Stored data
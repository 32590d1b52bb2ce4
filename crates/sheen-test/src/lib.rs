//! Test harness for the sheen PBR toolkit.
//!
//! Provides a recording render host and image regression testing for
//! generated lookup tables.

pub mod harness;
pub mod recording;

#[cfg(test)]
mod pipeline_tests;

pub use harness::{compare_images, create_diff_image, LutRegressionTest};
pub use recording::{HostCall, RecordingHost};

use thiserror::Error;

#[derive(Error, Debug)]
pub enum TestError {
    #[error("LUT error: {0}")]
    Lut(#[from] sheen_brdf::LutError),
    #[error("Image comparison failed: {0}")]
    ImageComparison(String),
    #[error("IO error: {0}")]
    Io(#[from] std::io::Error),
    #[error("Image error: {0}")]
    Image(#[from] image::ImageError),
}

pub type Result<T> = std::result::Result<T, TestError>;

/// Visual regression test configuration.
#[derive(Debug, Clone)]
pub struct VisualTestConfig {
    /// Maximum allowed normalized difference (0.0-1.0).
    pub threshold: f64,
    /// Directory for baseline images.
    pub baseline_dir: String,
    /// Directory for test output images.
    pub output_dir: String,
}

impl Default for VisualTestConfig {
    fn default() -> Self {
        Self {
            threshold: 0.001,
            baseline_dir: "assets/test_data/baselines".to_string(),
            output_dir: "target/test_output".to_string(),
        }
    }
}
//! Host-engine integration for the sheen PBR toolkit.
//!
//! This crate provides:
//! - The [`RenderHost`] seam the embedding engine implements
//! - Material shader application with custom code slots
//! - An IBL cube-map rig that follows the camera
//! - The screen-space post chain (SSAO, SSR, bloom, color grading)
//! - BRDF LUT binding with a placeholder fallback
//! - [`PbrPipeline`], which owns setup state and per-frame updates

pub mod camera;
pub mod environment;
pub mod error;
pub mod host;
pub mod lut_texture;
pub mod material;
pub mod pipeline;
pub mod screenspace;
pub mod state;

pub use camera::Camera;
pub use environment::{DeferredToggleQueue, EnvironmentConfig, EnvironmentRig, PendingToggle};
pub use error::{RenderError, Result};
pub use host::{
    CubeMapRig, HostError, HostResult, NodeId, RenderHost, SceneCapture, ShaderFlags, ShaderId,
    ShaderInput, TargetId, TextureId,
};
pub use lut_texture::{BrdfLut, LutOrigin};
pub use material::{apply_custom_shader, apply_shader, bind_material, MaterialBindings, MaterialKind};
pub use pipeline::{PbrPipeline, PipelineConfig};
pub use screenspace::{
    BloomSettings, ColorGrading, ScreenSpaceChain, ScreenSpaceSettings, SsaoSettings, SsrSettings,
};
pub use state::InitState;
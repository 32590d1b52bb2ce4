//! Sampling math for split-sum BRDF integration.

use std::f32::consts::PI;

use glam::{Vec2, Vec3};

/// Van der Corput radical inverse in base 2.
///
/// Mirrors the bit-twiddling version found in most GLSL LUT shaders, so CPU
/// and GPU generators produce the same sample points.
#[inline]
pub fn radical_inverse_vdc(bits: u32) -> f32 {
    bits.reverse_bits() as f32 * 2.328_306_4e-10
}

/// The `i`-th point of an `n`-point Hammersley set.
#[inline]
pub fn hammersley(i: u32, n: u32) -> Vec2 {
    Vec2::new(i as f32 / n as f32, radical_inverse_vdc(i))
}

/// Hammersley point shifted by a toroidal offset (Cranley-Patterson rotation).
#[inline]
pub fn hammersley_rotated(i: u32, n: u32, offset: Vec2) -> Vec2 {
    let p = hammersley(i, n) + offset;
    p - p.floor()
}

/// Integer hash (PCG output permutation) used to derive sequence offsets from seeds.
#[inline]
pub const fn hash_u32(value: u32) -> u32 {
    let state = value.wrapping_mul(747_796_405).wrapping_add(2_891_336_453);
    let word = ((state >> ((state >> 28) + 4)) ^ state).wrapping_mul(277_803_737);
    (word >> 22) ^ word
}

/// Maps a seed to a 2-D offset in `[0, 1)^2`.
pub fn seed_offset(seed: u32) -> Vec2 {
    let x = hash_u32(seed);
    let y = hash_u32(x ^ 0x9e37_79b9);
    Vec2::new(
        (x >> 8) as f32 / (1u32 << 24) as f32,
        (y >> 8) as f32 / (1u32 << 24) as f32,
    )
}

/// Importance-samples a GGX half vector around `n`.
///
/// `roughness` is perceptual; the lobe width is `alpha = roughness^2`.
/// A roughness of 0 returns `n` exactly (mirror lobe).
pub fn importance_sample_ggx(xi: Vec2, n: Vec3, roughness: f32) -> Vec3 {
    let a = roughness * roughness;

    let phi = 2.0 * PI * xi.x;
    let denom = 1.0 + (a * a - 1.0) * xi.y;
    let cos_theta = if denom > 0.0 {
        ((1.0 - xi.y) / denom).sqrt().clamp(0.0, 1.0)
    } else {
        1.0
    };
    let sin_theta = (1.0 - cos_theta * cos_theta).max(0.0).sqrt();

    let h = Vec3::new(phi.cos() * sin_theta, phi.sin() * sin_theta, cos_theta);

    let up = if n.z.abs() < 0.999 { Vec3::Z } else { Vec3::X };
    let tangent = up.cross(n).normalize();
    let bitangent = n.cross(tangent);

    (tangent * h.x + bitangent * h.y + n * h.z).normalize()
}

/// View vector for LUT coordinates `(u, v)`: `(sqrt(1 - v) cos 2πu, sqrt(1 - v) sin 2πu, v)`.
///
/// The result is not normalized; its z component is `v` exactly.
///
/// Returns `None` when `v` lies outside `[0, 1]`; such texels have no valid view.
pub fn lut_view_vector(u: f32, v: f32) -> Option<Vec3> {
    if !(0.0..=1.0).contains(&v) {
        return None;
    }
    let s = (1.0 - v).sqrt();
    let angle = 2.0 * PI * u;
    Some(Vec3::new(s * angle.cos(), s * angle.sin(), v))
}

/// Reflects `v` about the half vector `h`.
#[inline]
pub fn reflect_about(v: Vec3, h: Vec3) -> Vec3 {
    2.0 * v.dot(h) * h - v
}

/// Schlick Fresnel weight `(1 - cos)^5`.
#[inline]
pub fn fresnel_weight(v_dot_h: f32) -> f32 {
    (1.0 - v_dot_h).powi(5)
}
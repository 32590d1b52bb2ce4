//! Shared value types.

use bytemuck::{Pod, Zeroable};
use serde::{Deserialize, Serialize};

use crate::error::{Error, Result};

/// Linear RGBA color with components in `[0, 1]`.
#[derive(Clone, Copy, Debug, Default, PartialEq, Pod, Zeroable, Serialize, Deserialize)]
#[repr(C)]
pub struct LinearRgba {
    pub r: f32,
    pub g: f32,
    pub b: f32,
    pub a: f32,
}

impl LinearRgba {
    /// Opaque black
    pub const BLACK: Self = Self::new(0.0, 0.0, 0.0, 1.0);
    /// Opaque white
    pub const WHITE: Self = Self::new(1.0, 1.0, 1.0, 1.0);
    /// Fill used when no BRDF LUT is available: full scale, zero bias.
    pub const LUT_FALLBACK: Self = Self::new(1.0, 0.0, 0.0, 1.0);

    /// Create a color from its components.
    #[inline]
    pub const fn new(r: f32, g: f32, b: f32, a: f32) -> Self {
        Self { r, g, b, a }
    }

    /// Create an opaque color from RGB components.
    #[inline]
    pub const fn rgb(r: f32, g: f32, b: f32) -> Self {
        Self::new(r, g, b, 1.0)
    }
}

/// Per-material shader parameters bound alongside the PBR shaders.
#[derive(Clone, Copy, Debug, PartialEq, Serialize, Deserialize)]
#[serde(default)]
pub struct MaterialInputs {
    /// Scale applied to image-based lighting (0 disables IBL).
    pub ibl_intensity: f32,
    /// Extra darkening applied inside shadowed regions.
    pub shadow_boost: f32,
    /// Height-map displacement distance in world units.
    pub displacement_scale: f32,
    /// Multiplier on the specular lobe.
    pub specular_factor: f32,
}

impl Default for MaterialInputs {
    fn default() -> Self {
        Self {
            ibl_intensity: 1.0,
            shadow_boost: 0.0,
            displacement_scale: 0.0,
            specular_factor: 1.0,
        }
    }
}

impl MaterialInputs {
    /// Reject negative or non-finite parameters.
    pub fn validate(&self) -> Result<()> {
        let fields = [
            ("ibl_intensity", self.ibl_intensity),
            ("shadow_boost", self.shadow_boost),
            ("displacement_scale", self.displacement_scale),
            ("specular_factor", self.specular_factor),
        ];
        for (name, value) in fields {
            if !value.is_finite() || value < 0.0 {
                return Err(Error::OutOfRange(format!("{name} = {value}")));
            }
        }
        Ok(())
    }
}

#[cfg(test)]
mod tests {
    use super::*;

    #[test]
    fn lut_fallback_is_full_scale_zero_bias() {
        assert_eq!(LinearRgba::LUT_FALLBACK, LinearRgba::rgb(1.0, 0.0, 0.0));
    }

    #[test]
    fn default_material_inputs_are_valid() {
        assert!(MaterialInputs::default().validate().is_ok());
    }

    #[test]
    fn negative_material_input_is_rejected() {
        let inputs = MaterialInputs {
            shadow_boost: -0.5,
            ..Default::default()
        };
        assert!(matches!(inputs.validate(), Err(Error::OutOfRange(_))));
    }
}
//! proof verification boundary
//!
//! the engine treats a verifier as an opaque decision function over a proof
//! and the claim's public inputs. swapping in a real proof system means
//! implementing [`ProofVerifier`], nothing in the engine changes.

use crate::types::{Amount, Principal};
use crate::ATTESTATION_DOMAIN;

/// values a claim proof is checked against
#[derive(Clone, Copy, Debug, PartialEq, Eq)]
pub struct PublicInputs {
    pub claimant: Principal,
    pub amount: Amount,
    pub recipient: Option<Principal>,
}

impl PublicInputs {
    pub fn new(claimant: Principal, amount: Amount, recipient: Option<Principal>) -> Self {
        Self {
            claimant,
            amount,
            recipient,
        }
    }

    /// claimant(32) || amount(16, le) || flag(1) || recipient(32 if flag = 1)
    pub fn to_bytes(&self) -> Vec<u8> {
        let mut out = Vec::with_capacity(32 + 16 + 1 + 32);
        out.extend_from_slice(self.claimant.as_ref());
        out.extend_from_slice(&self.amount.to_le_bytes());
        match &self.recipient {
            Some(recipient) => {
                out.push(1);
                out.extend_from_slice(recipient.as_ref());
            }
            None => out.push(0),
        }
        out
    }
}

pub trait ProofVerifier: Send + Sync {
    fn verify(&self, proof: &[u8], inputs: &PublicInputs) -> bool;
}

impl<V: ProofVerifier + ?Sized> ProofVerifier for Box<V> {
    fn verify(&self, proof: &[u8], inputs: &PublicInputs) -> bool {
        (**self).verify(proof, inputs)
    }
}

/// placeholder gate: any non-empty proof is accepted
///
/// NOT a zero-knowledge verifier. stands in until a proof system is plugged in.
#[derive(Clone, Copy, Debug, Default)]
pub struct NonEmptyProof;

impl ProofVerifier for NonEmptyProof {
    fn verify(&self, proof: &[u8], _inputs: &PublicInputs) -> bool {
        !proof.is_empty()
    }
}

/// accepts a keyed blake3 tag over the public inputs
///
/// whoever holds the key can authorize a claim for exactly one
/// (claimant, amount, recipient) tuple.
#[derive(Clone)]
pub struct AttestationVerifier {
    key: [u8; 32],
}

impl AttestationVerifier {
    pub fn new(key: [u8; 32]) -> Self {
        Self { key }
    }

    /// produce the proof bytes this verifier accepts for `inputs`
    pub fn attest(&self, inputs: &PublicInputs) -> [u8; 32] {
        *self.tag(inputs).as_bytes()
    }

    fn tag(&self, inputs: &PublicInputs) -> blake3::Hash {
        let mut hasher = blake3::Hasher::new_keyed(&self.key);
        hasher.update(ATTESTATION_DOMAIN);
        hasher.update(&inputs.to_bytes());
        hasher.finalize()
    }
}

impl core::fmt::Debug for AttestationVerifier {
    fn fmt(&self, f: &mut core::fmt::Formatter<'_>) -> core::fmt::Result {
        f.debug_struct("AttestationVerifier").finish_non_exhaustive()
    }
}

impl ProofVerifier for AttestationVerifier {
    fn verify(&self, proof: &[u8], inputs: &PublicInputs) -> bool {
        let Ok(tag) = <[u8; 32]>::try_from(proof) else {
            return false;
        };
        // blake3::Hash equality is constant time
        blake3::Hash::from(tag) == self.tag(inputs)
    }
}
//! commitment escrow
//!
//! custodial private payments: a sender locks funds against an opaque
//! commitment, a claim releases them once against a proof and a nullifier.
//!
//! # architecture
//!
//! ```text
//! ┌─────────────────────────────────────────────────────────────┐
//! │                      ESCROW ENGINE                           │
//! ├─────────────────────────────────────────────────────────────┤
//! │                                                              │
//! │  create_transaction                                         │
//! │  ├─ validate hash / amount / recipient / balance            │
//! │  ├─ ledger: sender -> custody                               │
//! │  └─ commitments[(sender, hash)] = { amount, recipient }     │
//! │                                                              │
//! │  claim_transaction                                          │
//! │  ├─ lookup (caller, hash), nullifier unused, proof ok       │
//! │  ├─ ledger: custody -> recipient (or back to sender)        │
//! │  └─ nullifiers += nullifier, claimed = true                 │
//! │                                                              │
//! │  collaborators: Ledger (balances), ProofVerifier (proofs)   │
//! │                                                              │
//! └─────────────────────────────────────────────────────────────┘
//! ```
//!
//! every public operation runs under a single lock and either applies all of
//! its effects or none of them.
//!
//! ## usage
//!
//! ```rust
//! use commitment_escrow::{Amount, Engine, EngineConfig, InMemoryLedger, NonEmptyProof, Principal};
//!
//! let alice = Principal::named("alice");
//! let bob = Principal::named("bob");
//!
//! let mut ledger = InMemoryLedger::new();
//! ledger.credit(&alice, Amount::new(5_000)).unwrap();
//!
//! let engine = Engine::new(EngineConfig::default(), ledger, NonEmptyProof);
//! engine.create_transaction(&alice, &[7u8; 32], Amount::new(1_000), Some(bob)).unwrap();
//! engine.claim_transaction(&alice, &[7u8; 32], &[0xAA], &[9u8; 32]).unwrap();
//!
//! assert_eq!(engine.balance_of(&bob), Amount::new(1_000));
//! ```

pub mod commitment;
pub mod config;
pub mod engine;
pub mod error;
pub mod event;
pub mod ledger;
pub mod nullifier;
pub mod scenario;
pub mod types;
pub mod verifier;

pub use commitment::{Commitment, CommitmentKey, CommitmentOpening, CommitmentStore};
pub use config::{ConfigError, DuplicatePolicy, EngineConfig};
pub use engine::{CommitmentEntry, Engine, EngineSnapshot};
pub use error::{EscrowError, Result};
pub use event::EscrowEvent;
pub use ledger::{InMemoryLedger, Ledger, LedgerError};
pub use nullifier::NullifierSet;
pub use scenario::{Scenario, ScenarioError, Step, StepOutcome};
pub use types::{valid_commitment_hash, valid_nullifier, Amount, CommitmentHash, Nullifier, Principal};
pub use verifier::{AttestationVerifier, NonEmptyProof, ProofVerifier, PublicInputs};

/// length of commitment hashes and nullifiers
pub const HASH_LEN: usize = 32;

/// largest proof the engine hands to a verifier by default
pub const MAX_PROOF_LEN: usize = 256;

/// domain separator for commitment hashes
pub const COMMITMENT_DOMAIN: &[u8] = b"commitment-escrow.commitment.v1";
/// domain separator for nullifiers
pub const NULLIFIER_DOMAIN: &[u8] = b"commitment-escrow.nullifier.v1";
/// domain separator for attestation proofs
pub const ATTESTATION_DOMAIN: &[u8] = b"commitment-escrow.attestation.v1";
/// blake3 derive_key context for named principals
pub const PRINCIPAL_CONTEXT: &str = "commitment-escrow 2025 principal v1";
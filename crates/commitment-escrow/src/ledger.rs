//! ledger collaborator
//!
//! the engine only needs balances and atomic transfers. `InMemoryLedger` is
//! the reference implementation used by tests and the CLI.

use std::collections::HashMap;

use thiserror::Error;

use crate::types::{Amount, Principal};

#[derive(Debug, Clone, PartialEq, Eq, Error)]
pub enum LedgerError {
    #[error("insufficient balance for {account}: have {have}, need {need}")]
    InsufficientBalance {
        account: Principal,
        have: Amount,
        need: Amount,
    },

    #[error("sender and recipient are the same account")]
    SelfTransfer,

    #[error("transfer amount must be positive")]
    NonPositiveAmount,

    #[error("balance overflow for {account}")]
    Overflow { account: Principal },
}

/// account system the engine settles against
///
/// `transfer` must be all-or-nothing: on error no balance has changed.
pub trait Ledger {
    fn balance_of(&self, account: &Principal) -> Amount;

    fn transfer(
        &mut self,
        amount: Amount,
        from: &Principal,
        to: &Principal,
    ) -> Result<(), LedgerError>;
}

/// balances held in a hash map
#[derive(Clone, Debug, Default)]
pub struct InMemoryLedger {
    balances: HashMap<Principal, Amount>,
}

impl InMemoryLedger {
    pub fn new() -> Self {
        Self {
            balances: HashMap::new(),
        }
    }

    pub fn with_balances(balances: impl IntoIterator<Item = (Principal, Amount)>) -> Self {
        Self {
            balances: balances.into_iter().collect(),
        }
    }

    /// mint funds into an account (genesis and test setup)
    pub fn credit(&mut self, account: &Principal, amount: Amount) -> Result<(), LedgerError> {
        let current = self.balance_of(account);
        let updated = current
            .checked_add(amount)
            .ok_or(LedgerError::Overflow { account: *account })?;
        self.balances.insert(*account, updated);
        Ok(())
    }

    pub fn total_supply(&self) -> Amount {
        self.balances
            .values()
            .fold(Amount::ZERO, |acc, b| acc.saturating_add(*b))
    }
}

impl Ledger for InMemoryLedger {
    fn balance_of(&self, account: &Principal) -> Amount {
        self.balances.get(account).copied().unwrap_or_default()
    }

    fn transfer(
        &mut self,
        amount: Amount,
        from: &Principal,
        to: &Principal,
    ) -> Result<(), LedgerError> {
        if amount.is_zero() {
            return Err(LedgerError::NonPositiveAmount);
        }
        if from == to {
            return Err(LedgerError::SelfTransfer);
        }

        let have = self.balance_of(from);
        let debited = have
            .checked_sub(amount)
            .ok_or(LedgerError::InsufficientBalance {
                account: *from,
                have,
                need: amount,
            })?;
        let credited = self
            .balance_of(to)
            .checked_add(amount)
            .ok_or(LedgerError::Overflow { account: *to })?;

        // both sides computed before either is written
        self.balances.insert(*from, debited);
        self.balances.insert(*to, credited);
        Ok(())
    }
}
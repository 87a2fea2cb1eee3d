//! consumed nullifiers
//!
//! a claim publishes a nullifier. once the claim commits, that value is
//! spent for every commitment and every sender, forever.

use std::collections::HashSet;

use crate::types::Nullifier;

/// spent nullifiers; only ever grows
#[derive(Clone, Debug, Default)]
pub struct NullifierSet {
    spent: HashSet<Nullifier>,
}

impl NullifierSet {
    pub fn new() -> Self {
        Self::default()
    }

    pub fn contains(&self, nullifier: &Nullifier) -> bool {
        self.spent.contains(nullifier)
    }

    /// mark `nullifier` spent, false if it already was
    pub fn insert(&mut self, nullifier: Nullifier) -> bool {
        self.spent.insert(nullifier)
    }

    pub fn iter(&self) -> impl Iterator<Item = &Nullifier> {
        self.spent.iter()
    }

    pub fn len(&self) -> usize {
        self.spent.len()
    }

    pub fn is_empty(&self) -> bool {
        self.spent.is_empty()
    }
}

• Task details
Lines above containing "filename": how many? Reply with the number only.

• Solution to this exercise
2